Alexis had taken the first pill right away, and an inner voice said to go for the second one, too. But the longer she could hold out, the better.

Even if it means Mark…

Mark what?

She felt along the row of machinery. It was the assembly line where the plows were pieced together, and she could picture the rusting machinery beneath her hands. It hadn’t changed in all those years, as if the junk had been left as a museum to their—

No. That didn’t happen. And if you think for a second that we really killed Susan, we don’t have a chance.

She heard talking on the far side of the factory, where Briggs had once kept his office. The man who’d turned out the lights was yelling at Briggs. The man was making a big mistake, but he’d find that out soon enough.

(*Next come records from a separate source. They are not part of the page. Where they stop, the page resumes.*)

//! Spiral positioning for nodes and gates.
//!
//! Positions are polar: a layer index, an angle in degrees within the
//! layer, and a radius from the lattice center. Node layers hold 12 nodes
//! at 30 degree steps; gate layers hold 11 gates at 360/11 degree steps.
//! Radii grow linearly per layer (10 units for nodes, 8 for gates).

use crate::{GateId, NodeId, GATES_PER_LAYER};

/// Angular step between nodes in a layer.
const NODE_ANGLE_STEP: f64 = 30.0;

/// Radial growth per node layer.
const NODE_RADIUS_STEP: f64 = 10.0;

/// Radial growth per gate layer.
const GATE_RADIUS_STEP: f64 = 8.0;

/// A node's place in the spiral.
#[derive(Debug, Clone, Copy, PartialEq)]
#[cfg_attr(feature = "serde", derive(serde::Serialize, serde::Deserialize))]
pub struct NodePosition {
    /// Position in the overall spiral (1-144, equals the node id).
    pub spiral: u16,
    /// Spiral layer (1-12).
    pub layer: u16,
    /// Angle in degrees within the layer.
    pub angle: f64,
    /// Distance from the lattice center.
    pub radius: f64,
}

impl NodePosition {
    /// Compute the spiral position of a node.
    pub fn of(node: NodeId) -> Self {
        let layer = node.layer();
        let position_in_layer = node.position_in_layer();
        Self {
            spiral: node.value(),
            layer,
            angle: f64::from(position_in_layer - 1) * NODE_ANGLE_STEP,
            radius: f64::from(layer) * NODE_RADIUS_STEP,
        }
    }
}

/// A gate's place in the gate spiral.
#[derive(Debug, Clone, Copy, PartialEq)]
#[cfg_attr(feature = "serde", derive(serde::Serialize, serde::Deserialize))]
pub struct GatePosition {
    /// Gate layer (1-9).
    pub layer: u16,
    /// Angle in degrees within the layer.
    pub angle: f64,
    /// Distance from the lattice center.
    pub radius: f64,
}

impl GatePosition {
    /// Compute the spiral position of a gate.
    pub fn of(gate: GateId) -> Self {
        let layer = gate.layer();
        let position_in_layer = gate.position_in_layer();
        Self {
            layer,
            angle: f64::from(position_in_layer - 1) * (360.0 / f64::from(GATES_PER_LAYER)),
            radius: f64::from(layer) * GATE_RADIUS_STEP,
        }
    }
}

There’s something I’m supposed to do.

She reached for her arm and found the throbbing wound.

Pain.

She gouged the wound and remembered Mark, her husband, waiting back there somewhere in the dark, counting on her. He’d been dosed somehow, too, even though he wasn’t part of the original trials.

She felt buoyant and energetic, though she knew it was serotonin and cortisol pumping though her body, kicking adrenaline from her kidneys. The neurochemicals could so easily turn, amplified by the Seethe, but the Halcyon seemed to be suppressing the worst of the impulses. She welcomed the nullifying tug of the cocktail, maintaining an academic awareness as she rode above her own sick impulses.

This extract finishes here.